All of lore.kernel.org
 help / color / mirror / Atom feed
From: peterz@infradead.org
To: Oleg Nesterov <oleg@redhat.com>
Cc: Jiri Slaby <jirislaby@kernel.org>,
	Christian Brauner <christian.brauner@ubuntu.com>,
	christian@brauner.io, "Eric W. Biederman" <ebiederm@xmission.com>,
	Linux kernel mailing list <linux-kernel@vger.kernel.org>,
	Mel Gorman <mgorman@suse.de>,
	Dave Jones <davej@codemonkey.org.uk>,
	Paul Gortmaker <paul.gortmaker@windriver.com>
Subject: Re: 5.8-rc*: kernel BUG at kernel/signal.c:1917
Date: Mon, 20 Jul 2020 12:59:24 +0200	[thread overview]
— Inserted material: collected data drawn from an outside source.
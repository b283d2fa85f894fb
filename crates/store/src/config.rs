//! Record store configuration.

use serde::{Deserialize, Serialize};

/// Path value that selects a private in-memory database.
pub const IN_MEMORY_PATH: &str = ":memory:";

/// SQLite store configuration.
#[derive(Debug, Clone, Serialize, Deserialize)]
pub struct StoreConfig {
    /// Database file path, or `:memory:`
    #[serde(default = "default_path")]
    pub path: String,
    /// How long a writer waits on a locked database, in milliseconds
    #[serde(default = "default_busy_timeout_ms")]
    pub busy_timeout_ms: u64,
}

fn default_path() -> String {
    "waitlist.db".to_string()
}

fn default_busy_timeout_ms() -> u64 {
    5000
}

impl StoreConfig {
    pub fn in_memory() -> Self {
        Self {
            path: IN_MEMORY_PATH.to_string(),
            ..Self::default()
        }
    }

    pub fn is_in_memory(&self) -> bool {
        self.path == IN_MEMORY_PATH
    }
}

impl Default for StoreConfig {
    fn default() -> Self {
        Self {
            path: default_path(),
            busy_timeout_ms: default_busy_timeout_ms(),
        }
    }
}
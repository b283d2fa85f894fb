//! Store health checks.

use crate::client::SqliteStore;
use tracing::{debug, error};

/// Check the SQLite connection with a trivial query.
pub async fn check_connection(store: &SqliteStore) -> bool {
    match store
        .run(|conn| conn.query_row("SELECT 1", [], |row| row.get::<_, i64>(0)))
        .await
    {
        Ok(_) => {
            debug!("Record store connection healthy");
            true
        }
        Err(e) => {
            error!("Record store health check failed: {}", e);
            false
        }
    }
}
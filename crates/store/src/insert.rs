//! Single-row insert helpers.

use rusqlite::{params, Connection};
use tracker_core::{NewLead, NewPageView};

/// Insert one lead and return its rowid.
pub fn insert_lead(conn: &Connection, lead: &NewLead) -> rusqlite::Result<i64> {
    conn.prepare_cached("INSERT INTO leads (name, email, ab_variant) VALUES (?1, ?2, ?3)")?
        .execute(params![lead.name, lead.email, lead.ab_variant])?;
    Ok(conn.last_insert_rowid())
}

/// Insert one page view and return its rowid.
pub fn insert_page_view(conn: &Connection, view: &NewPageView) -> rusqlite::Result<i64> {
    conn.prepare_cached(
        "INSERT INTO page_views
            (ip_address, user_agent, referrer, utm_source, utm_medium, utm_campaign, page_url)
         VALUES (?1, ?2, ?3, ?4, ?5, ?6, ?7)",
    )?
    .execute(params![
        view.ip_address,
        view.user_agent,
        view.referrer,
        view.utm_source,
        view.utm_medium,
        view.utm_campaign,
        view.page_url,
    ])?;
    Ok(conn.last_insert_rowid())
}
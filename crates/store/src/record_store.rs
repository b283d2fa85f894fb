//! The record store seam.
//!
//! Services hold an `Arc<dyn RecordStore>`; production wires in
//! [`SqliteStore`](crate::SqliteStore), tests can swap in a mock that fails
//! on demand.

use std::collections::BTreeMap;

use async_trait::async_trait;
use tracker_core::{GroupField, Lead, NewLead, NewPageView, PageView, RecordKind, Result};

/// Append-only storage for leads and page views.
#[async_trait]
pub trait RecordStore: Send + Sync {
    /// Persist a lead, returning its assigned id.
    async fn insert_lead(&self, lead: NewLead) -> Result<i64>;

    /// Persist a page view, returning its assigned id.
    async fn insert_page_view(&self, view: NewPageView) -> Result<i64>;

    /// Total number of records of `kind`.
    async fn count(&self, kind: RecordKind) -> Result<u64>;

    /// Record counts per distinct value of `field`. NULL and empty values
    /// are counted together under [`UNKNOWN_LABEL`](tracker_core::limits::UNKNOWN_LABEL).
    async fn group_count(&self, field: GroupField) -> Result<BTreeMap<String, u64>>;

    /// Up to `limit` leads, newest first (ties broken by id, descending).
    async fn recent_leads(&self, limit: u32) -> Result<Vec<Lead>>;

    /// Up to `limit` page views, newest first (ties broken by id, descending).
    async fn recent_page_views(&self, limit: u32) -> Result<Vec<PageView>>;

    /// Flush and release the underlying storage. Later calls fail.
    async fn close(&self) -> Result<()>;

    /// Check if the store is open and its last operation succeeded.
    fn is_healthy(&self) -> bool;
}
Message-ID: <20200720105924.GE43129@hirez.programming.kicks-ass.net> (raw)
In-Reply-To: <20200720084106.GJ10769@hirez.programming.kicks-ass.net>

On Mon, Jul 20, 2020 at 10:41:06AM +0200, Peter Zijlstra wrote:
> On Mon, Jul 20, 2020 at 10:26:58AM +0200, Oleg Nesterov wrote:
> > Peter,
> > 
> > Let me add another note. TASK_TRACED/TASK_STOPPED was always protected by
> > ->siglock. In particular, ttwu(__TASK_TRACED) must be always called with
> > ->siglock held. That is why ptrace_freeze_traced() assumes it can safely
> > do s/TASK_TRACED/__TASK_TRACED/ under spin_lock(siglock).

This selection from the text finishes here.